Dataset Level Metrics

From CASRAI

This Interest Group, initiated and led by Rebecca Lawrence, F1000Research and Sunje Dallmeier-Tiessen, CERN is charged with convening discussion among related initiatives and interested stakeholders (information providers, managers, users; i.e. from policy makers to data(base) providers to publishers) with a focus on the “dataset level metrics” challenge. The interest group is also charged with initiating projects to deliver specific outputs to support database- and vendor-neutral interoperability of information about research data between repositories, publishers, academic administrators, funding agencies and researchers. Projects launched by this interest group may be limited to delivering common agreements on terminology and vocabularies or they may also deliver selected proof-of-concepts, with volunteers (platforms, publishers, funders and institutes) offering their facilities to implement suggested metrics and assess the usage, meaning and impact. Resourcing requirements and contributions will be determined as part of the creation and scoping of any projects. Such projects will collaborate closely with related projects and initiatives identified by the interest group (for example the NISO group on metrics for alternative output types: NISO Alternative Assessment Metrics (Altmetrics) Initiative).

Background

A growing interest in enhanced metric reflecting data and software publications is evident and reflected in a number of initiatives by for example PLOS/CDL. The objective is to enable all stakeholders to better recognise the contribution and impact of the production of good quality research data.

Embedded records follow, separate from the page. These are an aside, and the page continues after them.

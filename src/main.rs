//! Chit draw demo entry point
//!
//! Native builds run the engine headless against recording handles and log
//! the phase traffic. Web hosts embed the library instead, attach DOM
//! handles (see `platform::dom`) and call `tick` from their frame loop.

#[cfg(not(target_arch = "wasm32"))]
fn main() {
    use chit_draw::SessionState;
    use chit_draw::Timings;
    use chit_draw::consts::TICK_DT;
    use chit_draw::draw::{DrawEvent, DrawState, Participant, set_roster, tick};
    use chit_draw::surface::{Bounds, HandleSet, RecordingHandle};

    env_logger::init();
    log::info!("chit-draw (native) starting...");

    let timings = Timings::load();
    if let Ok(json) = serde_json::to_string(&timings) {
        log::debug!("timing profile: {json}");
    }

    let names = ["Amal", "Bhagya", "Chamara"];
    let mut state = DrawState::new(timings);
    let mut surface: HandleSet<RecordingHandle> = HandleSet::new();
    set_roster(
        &mut state,
        &mut surface,
        names.map(Participant::new).to_vec(),
    );
    for i in 0..names.len() {
        surface.attach_chit(
            i,
            RecordingHandle::with_bounds(Bounds::new(60.0 + 48.0 * i as f32, 320.0, 36.0, 52.0)),
        );
    }
    surface.bowl = Some(RecordingHandle::default());
    surface.scene = Some(RecordingHandle::with_bounds(Bounds::new(
        0.0, 0.0, 480.0, 640.0,
    )));
    surface.cursor = Some(RecordingHandle::default());

    state.begin_session();

    let mut cycles = 0u32;
    while cycles < 2 {
        tick(&mut state, &mut surface, TICK_DT);
        for event in state.drain_events() {
            match event {
                DrawEvent::WinnerChosen { chit } => {
                    println!(
                        "cycle {}: chit {chit} wins ({})",
                        cycles + 1,
                        state.winner_label().unwrap_or("?")
                    );
                }
                DrawEvent::SessionCompleted | DrawEvent::SessionAborted => cycles += 1,
                other => log::debug!("{other:?}"),
            }
        }
    }

    state.request_shutdown();
    while state.session != SessionState::Stopped {
        tick(&mut state, &mut surface, TICK_DT);
        state.drain_events();
    }
    println!("draw loop stopped after {:.1}s of animation", state.time);
}

#[cfg(target_arch = "wasm32")]
fn main() {
    // WASM hosts embed the library; there is no binary entry point
}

The production of high-quality research data underpins most scientific research. There has been much progress over the past few years in the development of a range of new metrics to try and better recognise the impact of research articles (especially the development of article-level metrics (ALMs) and altmetrics).

During this time, there has also been an increased recognition by governments, funders, institutions and ultimately researchers as to the value and importance of sharing the research data underpinning new research findings, and sharing them in a way that enables others to try to replicate, reanalyse and reuse the data.  However, there has not been much progress to-date in the development of metrics that specifically work well for data. Article-level metrics typically do not work well for datasets where user behaviour in how the data are used are very different, and the range of types of data and the challenges of continually updated data or datasets produced by large consortia are not particularly amenable to existing metrics.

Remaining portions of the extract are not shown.